Green Energy Ohio will also offer dozens of informal open houses for visitors, ranging from private homes to businesses and public facilities, such as the Oberlin Fire Department, Akron Zoo and McKinley Presidential Library and Museum in Canton.

“Our tour is just a slice of what’s out there,” noted Spratley.

Green Energy Ohio’s tours have featured more than 800 sites in 66 counties since they began in 2001. Those numbers do not include many other places with clean energy technology, Spratley added, such as dozens of Walmart and Walgreens stores and other commercial establishments across the state.

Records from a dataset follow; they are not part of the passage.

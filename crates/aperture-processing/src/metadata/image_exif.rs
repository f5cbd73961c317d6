//! EXIF tag extraction for still images

use aperture_core::models::AssetMetadata;
use chrono::{DateTime, NaiveDate, NaiveDateTime, Utc};
use exif::{Exif, Field, In, Rational, Tag, Value};
use image::ImageReader;
use std::io::{BufRead, Cursor, Seek, SeekFrom};

const EXIF_DATETIME_FORMAT: &str = "%Y:%m:%d %H:%M:%S";

/// Read whatever EXIF fields are present. Missing or unreadable tags are skipped;
/// an image without EXIF yields only its pixel dimensions.
pub fn extract_image_metadata<R: BufRead + Seek>(reader: &mut R) -> AssetMetadata {
    let mut metadata = match exif::Reader::new().read_from_container(reader) {
        Ok(exif) => from_exif(&exif),
        Err(exif::Error::NotFound(_)) | Err(exif::Error::BlankValue(_)) => {
            AssetMetadata::default()
        }
        Err(e) => {
            tracing::debug!(error = %e, "Failed to parse EXIF data");
            AssetMetadata::default()
        }
    };

    if metadata.width.is_none() || metadata.height.is_none() {
        if reader.seek(SeekFrom::Start(0)).is_ok() {
            if let Some((w, h)) = decoded_dimensions(reader) {
                metadata.width = Some(saturate_i32(w));
                metadata.height = Some(saturate_i32(h));
            }
        }
    }

    metadata
}

pub fn extract_image_metadata_from_bytes(data: &[u8]) -> AssetMetadata {
    extract_image_metadata(&mut Cursor::new(data))
}

fn decoded_dimensions<R: BufRead + Seek>(reader: &mut R) -> Option<(u32, u32)> {
    ImageReader::new(reader)
        .with_guessed_format()
        .ok()?
        .into_dimensions()
        .ok()
}

fn from_exif(exif: &Exif) -> AssetMetadata {
    let field = |tag: Tag| exif.get_field(tag, In::PRIMARY);

    let mut metadata = AssetMetadata {
        camera_make: field(Tag::Make).and_then(ascii),
        camera_model: field(Tag::Model).and_then(ascii),
        lens_model: field(Tag::LensModel).and_then(ascii),
        description: field(Tag::ImageDescription).and_then(ascii),
        width: field(Tag::PixelXDimension).and_then(uint).map(saturate_i32),
        height: field(Tag::PixelYDimension).and_then(uint).map(saturate_i32),
        f_number: field(Tag::FNumber).and_then(|f| rational(f, 0)),
        focal_length: field(Tag::FocalLength).and_then(|f| rational(f, 0)),
        iso: field(Tag::PhotographicSensitivity)
            .and_then(uint)
            .map(saturate_i32),
        exposure_time: field(Tag::ExposureTime).and_then(exposure),
        captured_at: field(Tag::DateTimeOriginal)
            .or_else(|| field(Tag::DateTimeDigitized))
            .or_else(|| field(Tag::DateTime))
            .and_then(ascii)
            .and_then(|s| parse_exif_datetime(&s)),
        ..Default::default()
    };

    if let (Some(lat), Some(lat_ref)) = (field(Tag::GPSLatitude), field(Tag::GPSLatitudeRef)) {
        metadata.latitude = gps_coordinate(lat, lat_ref, 'S');
    }
    if let (Some(lon), Some(lon_ref)) = (field(Tag::GPSLongitude), field(Tag::GPSLongitudeRef)) {
        metadata.longitude = gps_coordinate(lon, lon_ref, 'W');
    }

    metadata
}

fn ascii(field: &Field) -> Option<String> {
    match &field.value {
        Value::Ascii(values) => values
            .first()
            .map(|v| {
                String::from_utf8_lossy(v)
                    .trim_matches(char::from(0))
                    .trim()
                    .to_string()
            })
            .filter(|s| !s.is_empty()),
        _ => None,
    }
}

fn uint(field: &Field) -> Option<u32> {
    field.value.get_uint(0)
}

/// Values wider than the stored field clamp to `i32::MAX` instead of overflowing.
pub(crate) fn saturate_i32(value: u32) -> i32 {
    i32::try_from(value).unwrap_or(i32::MAX)
}

fn rational_at(field: &Field, index: usize) -> Option<Rational> {
    match &field.value {
        Value::Rational(values) => values.get(index).copied(),
        _ => None,
    }
}

fn rational(field: &Field, index: usize) -> Option<f64> {
    rational_at(field, index)
        .filter(|r| r.denom != 0)
        .map(|r| r.num as f64 / r.denom as f64)
}

/// Exposure is kept as the literal fraction the camera wrote, e.g. `1/125`.
fn exposure(field: &Field) -> Option<String> {
    rational_at(field, 0)
        .filter(|r| r.denom != 0)
        .map(|r| format!("{}/{}", r.num, r.denom))
}

/// Degrees/minutes/seconds plus a hemisphere reference into signed decimal degrees.
fn gps_coordinate(value: &Field, reference: &Field, negative_ref: char) -> Option<f64> {
    let degrees = rational(value, 0)?;
    let minutes = rational(value, 1).unwrap_or(0.0);
    let seconds = rational(value, 2).unwrap_or(0.0);
    let decimal = degrees + minutes / 60.0 + seconds / 3600.0;

    let sign = match ascii(reference) {
        Some(r) if r.starts_with(negative_ref) => -1.0,
        _ => 1.0,
    };
    Some(sign * decimal)
}

/// EXIF timestamps carry no zone; they are stored as UTC.
pub(crate) fn parse_exif_datetime(raw: &str) -> Option<DateTime<Utc>> {
    let raw = raw.trim();
    if let Ok(dt) = NaiveDateTime::parse_from_str(raw, EXIF_DATETIME_FORMAT) {
        return Some(dt.and_utc());
    }
    // Some cameras write dashes in the date part or omit the time.
    if let Ok(dt) = NaiveDateTime::parse_from_str(raw, "%Y-%m-%d %H:%M:%S") {
        return Some(dt.and_utc());
    }
    NaiveDate::parse_from_str(raw.get(..10)?, "%Y:%m:%d")
        .ok()
        .and_then(|d| d.and_hms_opt(0, 0, 0))
        .map(|dt| dt.and_utc())
}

“I think seeing is believing,” Spratley said. In his view, growth in clean energy is happening, “and it’s happening very rapidly.”

‘We’ve been shackled’

Extension of a key federal tax credit in December has been very helpful for the industry, Spratley said. Yet much of the industry’s rapid growth in Ohio was spurred by SB 221, which established Ohio’s renewable energy and energy efficiency standards in 2008.

Since then, the price for solar, wind and other types of renewable energy has dropped significantly. A June 2016 report by GTM Research forecast that prices for utility-scale photovoltaics will fall to $1 per watt by 2020.

Similarly, prices for wind energy have fallen more than 60 percent in recent years, according to the American Wind Energy Association. Nationwide, more new wind energy generation was installed last year than any other type of electricity production, the group reported.

Since 2014, however, Ohio’s renewable energy industry has faced significant drawbacks, including a tripling of wind turbine property line setbacks, weakening of the state standards, and a “freeze” on those standards.

“We unleashed the full force of Ohio there for a few years,” with policies to promote growth in the industry, said Spratley. But now, he noted, “we’ve been shackled.”

Most recently, state Sen. Bill Seitz (R-Cincinnati) introduced SB 320, which would further freeze Ohio’s clean energy standards for at least another three years. Without further action by state lawmakers, the standards would resume next year.

Other provisions in SB 320 would curtail customers’ net metering rights by letting utilities pay them less or impose charges. Provisions would also let utilities own and operate solar energy facilities under different rules from those that apply to competitors.

American Electric Power (AEP) has also been pressing for similar restrictions, and Spratley said the industry in Ohio “will certainly push back.”

“We just think economically that doesn’t make sense,” Spratley said.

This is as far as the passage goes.